Elle voulait le mieux pour son pays. Elle leur a fait confiance, ignorant la voix qui la tenait en alerte, et très vite, malheureusement, ce fut terrible, comme chez nous, en Casamance. Les Anglais ont imposé l’impôt, ils leur ont confisqué leurs terres, interdit de pratiquer leurs rites traditionnels en les accusant de magie noire. Il fallait que le peuple accepte leur Christ mort sur la croix et toutes ces histoires de la mère miraculeuse mariée au menuisier auxquelles ils ne croyaient pas. La zizanie commence, son peuple se divise et la guerre éclate. Une grande rébellion armée, conduite par un prêtre traditionnel, s’organise pour chasser les Anglais. Nehanda sait maintenant qu’elle a eu tort de faire confiance à l’envahisseur parce qu’il n’existe pas de bons envahisseurs.
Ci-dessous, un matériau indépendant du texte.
use std::sync::Arc;

use axum::{
    extract::{Query, State},
    Extension, Json,
};
use serde_json::Value;
use tracing::info;

use crate::{
    models::{
        error::Error,
        jwt::Session,
        rating::{RatingQuery, RatingSubmission, RatingSummary, RATINGS_COLLECTION},
    },
    store::{Document, Filter, FindOptions},
    utils::state::AppState,
};

fn rating_of(document: &Document) -> Option<i64> {
    document.get("rating").and_then(Value::as_i64)
}

pub async fn get_rating(
    State(state): State<Arc<AppState>>,
    Extension(session): Extension<Session>,
    Query(query): Query<RatingQuery>,
) -> Result<Json<RatingSummary>, Error> {
    let post_id = query
        .post_id
        .as_deref()
        .map(str::trim)
        .filter(|id| !id.is_empty())
        .ok_or_else(|| Error::bad_request("Post ID is required"))?;

    let failed = |e| Error::store("Failed to fetch rating", e);
    let store = state.store.get().await.map_err(failed)?;
    let by_post = Filter::new().eq("postId", post_id);

    let user_rating = match session.user() {
        Some(user) => store
            .find_one(RATINGS_COLLECTION, &by_post.clone().eq("userId", user))
            .await
            .map_err(failed)?
            .as_ref()
            .and_then(rating_of),
        None => None,
    };

    let ratings: Vec<i64> = store
        .find(RATINGS_COLLECTION, &by_post, &FindOptions::default())
        .await
        .map_err(failed)?
        .iter()
        .filter_map(rating_of)
        .collect();

    Ok(Json(RatingSummary::new(&ratings, user_rating)))
}

/// Records the caller's rating for a post, replacing any earlier one.
pub async fn submit_rating(
    State(state): State<Arc<AppState>>,
    Extension(session): Extension<Session>,
    Json(payload): Json<Value>,
) -> Result<Json<Value>, Error> {
    let Some(user) = session.user() else {
        return Err(Error::unauthorized("Unauthorized"));
    };

    let submission: RatingSubmission =
        serde_json::from_value(payload).map_err(|e| Error::bad_request(&e.to_string()))?;
    let (post_id, rating) = submission
        .validate()
        .map_err(|e| Error::bad_request(&e))?;

    let failed = |e| Error::store("Failed to save rating", e);
    let store = state.store.get().await.map_err(failed)?;

    let key = Filter::new().eq("postId", post_id).eq("userId", user);
    let mut set = Document::new();
    set.insert("rating".to_string(), Value::from(rating));

    let stored = store
        .upsert(RATINGS_COLLECTION, &key, set)
        .await
        .map_err(failed)?;
    info!("Saved rating {} for post {}", rating, post_id);

    Ok(Json(Value::Object(stored)))
}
— Je n’aime pas les traîtres.
— Il faut avoir pitié des gens qui ont peur… Leur vie est souvent misérable, ils rampent sur le sol comme des cafards et finissent toujours par se faire écraser.
 
N’oublie jamais qu’un homme qui veut te dominer, Aline, est tout simplement un homme qui a peur.

Chaque instant compte, remplis-le avec joie et courage parce que la vie, quelle que soit sa durée, doit être entreprise comme un long projet qui continuera au-delà de nous.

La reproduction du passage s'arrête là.